The Only Malay "Colonial" Kingdoms On The
Peninsula Which Ever Attained Any Importance Were Those Of Malacca And
Johore, And Even Their Reliable History Begins With The Arrival Of The
Portuguese.
The conversion of the Sumatra Malays to Mohammedanism arose
mainly out of their commercial intercourse with Arabia; it was slow,
not violent, and is supposed to have begun in the thirteenth century.

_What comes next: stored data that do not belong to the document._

//! # Configuration Settings
//!
//! Defines the configuration structure for the keyholder sidecar.

use crate::errors::{Error, Result};
use serde::{Deserialize, Serialize};
use std::path::{Path, PathBuf};
use std::time::Duration;
use validator::Validate;

/// Main application configuration
#[derive(Debug, Clone, Serialize, Deserialize, Validate, Default)]
pub struct Config {
    /// HTTP API configuration
    #[validate(nested)]
    pub api: ApiServerConfig,

    /// Token file and watcher configuration
    #[validate(nested)]
    pub token_file: TokenFileConfig,

    /// Credential publication configuration
    #[validate(nested)]
    pub publisher: PublisherConfig,

    /// Leadership provider configuration
    #[validate(nested)]
    pub leadership: LeadershipConfig,

    /// Observability configuration
    #[validate(nested)]
    pub observability: ObservabilityConfig,
}

impl Config {
    /// Validate the entire configuration
    pub fn validate(&self) -> Result<()> {
        Validate::validate(self).map_err(Error::from)?;
        self.validate_custom()
    }

    /// Cross-field checks the validator derive cannot express
    fn validate_custom(&self) -> Result<()> {
        if self.observability.enable_metrics && self.observability.metrics_port == self.api.port {
            return Err(Error::config("API and metrics ports cannot be the same"));
        }

        if self.token_file.token_path.file_name().is_none() {
            return Err(Error::config(format!(
                "Token path '{}' must name a file",
                self.token_file.token_path.display()
            )));
        }

        if !is_dns_subdomain(&self.publisher.secret_name) {
            return Err(Error::config(format!(
                "Secret name '{}' is not a valid DNS-1123 subdomain",
                self.publisher.secret_name
            )));
        }

        if self.publisher.max_backoff_ms < self.publisher.initial_backoff_ms {
            return Err(Error::config("Publish max backoff must be >= initial backoff"));
        }

        if let Some(lease_name) = &self.leadership.lease_name {
            // The lease bridge delivers its initial "not leader" state, which
            // would immediately revoke a static grant.
            if self.leadership.assume_leader {
                return Err(Error::config(
                    "KEYHOLDER_ASSUME_LEADER cannot be combined with lease election",
                ));
            }
            if !is_dns_subdomain(lease_name) {
                return Err(Error::config(format!(
                    "Lease name '{}' is not a valid DNS-1123 subdomain",
                    lease_name
                )));
            }
            if self.leadership.lease_grace_secs >= self.leadership.lease_duration_secs {
                return Err(Error::config("Lease grace period must be shorter than the lease duration"));
            }
        }

        Ok(())
    }
}

fn is_dns_subdomain(name: &str) -> bool {
    !name.is_empty()
        && name.len() <= 253
        && name.chars().all(|c| c.is_ascii_lowercase() || c.is_ascii_digit() || c == '-' || c == '.')
        && name.starts_with(|c: char| c.is_ascii_alphanumeric())
        && name.ends_with(|c: char| c.is_ascii_alphanumeric())
}

/// HTTP API server configuration
#[derive(Debug, Clone, Serialize, Deserialize, Validate)]
pub struct ApiServerConfig {
    /// Bind address
    #[validate(length(min = 1, message = "API bind address cannot be empty"))]
    pub bind_address: String,

    /// Listening port
    #[validate(range(min = 1, message = "API port must be between 1 and 65535"))]
    pub port: u16,
}

impl Default for ApiServerConfig {
    fn default() -> Self {
        Self { bind_address: "0.0.0.0".to_string(), port: 8080 }
    }
}

impl ApiServerConfig {
    /// Get the server bind address
    pub fn bind_address(&self) -> String {
        format!("{}:{}", self.bind_address, self.port)
    }
}

/// Location of the mounted credential and watcher tuning
#[derive(Debug, Clone, Serialize, Deserialize, Validate)]
pub struct TokenFileConfig {
    /// File the credential is read from
    pub token_path: PathBuf,

    /// Directory registered with the watcher. Defaults to the parent of
    /// `token_path` so symlink-swap updates are observed.
    pub watch_dir: Option<PathBuf>,

    /// Quiet period collected into one batch (0 = reload on every batch)
    #[validate(range(max = 60000, message = "Debounce must be at most 60 seconds"))]
    pub debounce_ms: u64,

    /// Upper bound on waiting for the watcher thread at shutdown
    #[validate(range(min = 1, max = 60000, message = "Stop timeout must be 1ms..60s"))]
    pub stop_timeout_ms: u64,
}

impl Default for TokenFileConfig {
    fn default() -> Self {
        Self {
            token_path: PathBuf::from("/etc/token/accessToken"),
            watch_dir: None,
            debounce_ms: 0,
            stop_timeout_ms: 2000,
        }
    }
}

impl TokenFileConfig {
    /// Directory to register with the watcher
    pub fn watch_dir(&self) -> PathBuf {
        match &self.watch_dir {
            Some(dir) => dir.clone(),
            None => self
                .token_path
                .parent()
                .filter(|p| !p.as_os_str().is_empty())
                .unwrap_or_else(|| Path::new("."))
                .to_path_buf(),
        }
    }

    pub fn debounce(&self) -> Duration {
        Duration::from_millis(self.debounce_ms)
    }

    pub fn stop_timeout(&self) -> Duration {
        Duration::from_millis(self.stop_timeout_ms)
    }
}

/// Which secret store backend receives published credentials
#[derive(Debug, Clone, Copy, PartialEq, Eq, Serialize, Deserialize)]
#[serde(rename_all = "lowercase")]
pub enum SecretStoreKind {
    /// Kubernetes Secret via server-side apply
    Kubernetes,
    /// Process-local store, for development and tests
    Memory,
}

impl std::str::FromStr for SecretStoreKind {
    type Err = Error;

    fn from_str(s: &str) -> Result<Self> {
        match s.trim().to_ascii_lowercase().as_str() {
            "kubernetes" | "k8s" => Ok(Self::Kubernetes),
            "memory" | "in-memory" => Ok(Self::Memory),
            other => Err(Error::config(format!(
                "Unknown secret store '{}', expected 'kubernetes' or 'memory'",
                other
            ))),
        }
    }
}

/// Credential publication settings
#[derive(Debug, Clone, Serialize, Deserialize, Validate)]
pub struct PublisherConfig {
    /// Name of the shared Secret
    #[validate(length(min = 1, max = 253, message = "Secret name must be 1..253 characters"))]
    pub secret_name: String,

    /// Key inside the Secret's data map
    #[validate(length(min = 1, message = "Secret key cannot be empty"))]
    pub secret_key: String,

    /// Namespace override; `None` uses the replica's own namespace
    pub namespace: Option<String>,

    /// Server-side apply field manager
    #[validate(length(min = 1, message = "Field manager cannot be empty"))]
    pub field_manager: String,

    /// Secret store backend
    pub store: SecretStoreKind,

    /// Authentication endpoint; `None` uses the timestamp reference fetcher
    pub auth_url: Option<String>,

    /// Timeout for the authentication call
    #[validate(range(min = 1, max = 300, message = "Auth timeout must be 1..300 seconds"))]
    pub auth_timeout_secs: u64,

    /// Capacity of the publish work queue
    #[validate(range(min = 1, max = 1024, message = "Publish queue must be 1..1024"))]
    pub queue_capacity: usize,

    /// Attempts per promotion (1 = no retry)
    #[validate(range(min = 1, max = 100, message = "Max attempts must be 1..100"))]
    pub max_attempts: u32,

    /// First retry delay
    pub initial_backoff_ms: u64,

    /// Retry delay cap
    pub max_backoff_ms: u64,
}

impl Default for PublisherConfig {
    fn default() -> Self {
        Self {
            secret_name: "shared-access-token".to_string(),
            secret_key: "token".to_string(),
            namespace: None,
            field_manager: "keyholder".to_string(),
            store: SecretStoreKind::Kubernetes,
            auth_url: None,
            auth_timeout_secs: 10,
            queue_capacity: 4,
            max_attempts: 3,
            initial_backoff_ms: 500,
            max_backoff_ms: 10_000,
        }
    }
}

impl PublisherConfig {
    pub fn auth_timeout(&self) -> Duration {
        Duration::from_secs(self.auth_timeout_secs)
    }
}

/// Leadership provider settings.
///
/// Setting `lease_name` enables election through a Kubernetes `Lease`.
/// `assume_leader` is the static alternative for single-replica runs; the two
/// are mutually exclusive.
#[derive(Debug, Clone, Serialize, Deserialize, Validate)]
pub struct LeadershipConfig {
    /// Grant leadership at startup (static provider for single-replica runs)
    pub assume_leader: bool,

    /// Name of the `Lease` resource replicas compete for
    pub lease_name: Option<String>,

    /// Namespace of the lease; `None` uses the replica's own namespace
    pub lease_namespace: Option<String>,

    /// Holder identity written to the lease, usually the pod name
    pub lease_identity: Option<String>,

    /// How long a lock stays valid after its last renewal
    #[validate(range(min = 2, max = 3600, message = "Lease duration must be 2..3600 seconds"))]
    pub lease_duration_secs: u64,

    /// How long before expiry the holder renews
    #[validate(range(min = 1, message = "Lease grace must be at least 1 second"))]
    pub lease_grace_secs: u64,
}

impl Default for LeadershipConfig {
    fn default() -> Self {
        Self {
            assume_leader: false,
            lease_name: None,
            lease_namespace: None,
            lease_identity: None,
            lease_duration_secs: 30,
            lease_grace_secs: 5,
        }
    }
}

impl LeadershipConfig {
    pub fn lease_enabled(&self) -> bool {
        self.lease_name.is_some()
    }

    /// Time to wait for the lease to be released at shutdown
    pub fn lease_release_timeout(&self) -> Duration {
        Duration::from_secs(self.lease_grace_secs)
    }
}

/// Observability configuration for logging and metrics
#[derive(Debug, Clone, Serialize, Deserialize, Validate)]
pub struct ObservabilityConfig {
    /// Tracing service name
    #[validate(length(min = 1, message = "Service name cannot be empty"))]
    pub service_name: String,

    /// Log level (trace, debug, info, warn, error)
    #[validate(length(min = 1, message = "Log level cannot be empty"))]
    pub log_level: String,

    /// Enable JSON structured logging
    pub json_logging: bool,

    /// Enable the Prometheus exporter
    pub enable_metrics: bool,

    /// Metrics server port
    #[validate(range(min = 1, message = "Metrics port must be between 1 and 65535"))]
    pub metrics_port: u16,
}

impl Default for ObservabilityConfig {
    fn default() -> Self {
        Self {
            service_name: "keyholder".to_string(),
            log_level: "info".to_string(),
            json_logging: false,
            enable_metrics: false,
            metrics_port: 9090,
        }
    }
}

impl ObservabilityConfig {
    /// Get metrics bind address (None if disabled)
    pub fn metrics_bind_address(&self) -> Option<String> {
        if self.enable_metrics {
            Some(format!("0.0.0.0:{}", self.metrics_port))
        } else {
            None
        }
    }
}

A population of "Wild Tribes," variously estimated at from eight
thousand to eleven thousand souls, is still found in the Peninsula, and
even if research should eventually prove them not to be its Aborigines,
they are, without doubt, the same races which were found inhabiting it
by the earliest Malay colonists.
These are frequently called by the Malays "Orang Benua," or "men of the
country," but they are likewise called "Orang-outang," the name which
we apply to the big ape of Borneo. The accompanying engraving
represents very faithfully the "Orang-outang" of the interior. The few
accounts given of the wild tribes vary considerably, but apparently
they may be divided into two classes, the Samangs, or Oriental Negroes
or Negritos and the Orang Benua, frequently called Jakuns, and in Perak
Sakei. By the Malays they are called indiscriminately Kafirs or
infidels, and are interesting to them only in so far as they can use
them for bearing burdens, clearing jungle, procuring gutta, and in
child-stealing, an abominable Malay custom, which, it is hoped, has
received its death-blow in Perak at least.
The Samangs are about the same height as the Malays, but their hair,
instead of being lank and straight like theirs, is short and curly,
though not woolly like that of the African negro, and their
complexions, or rather skins, are of a dark brown, nearly black.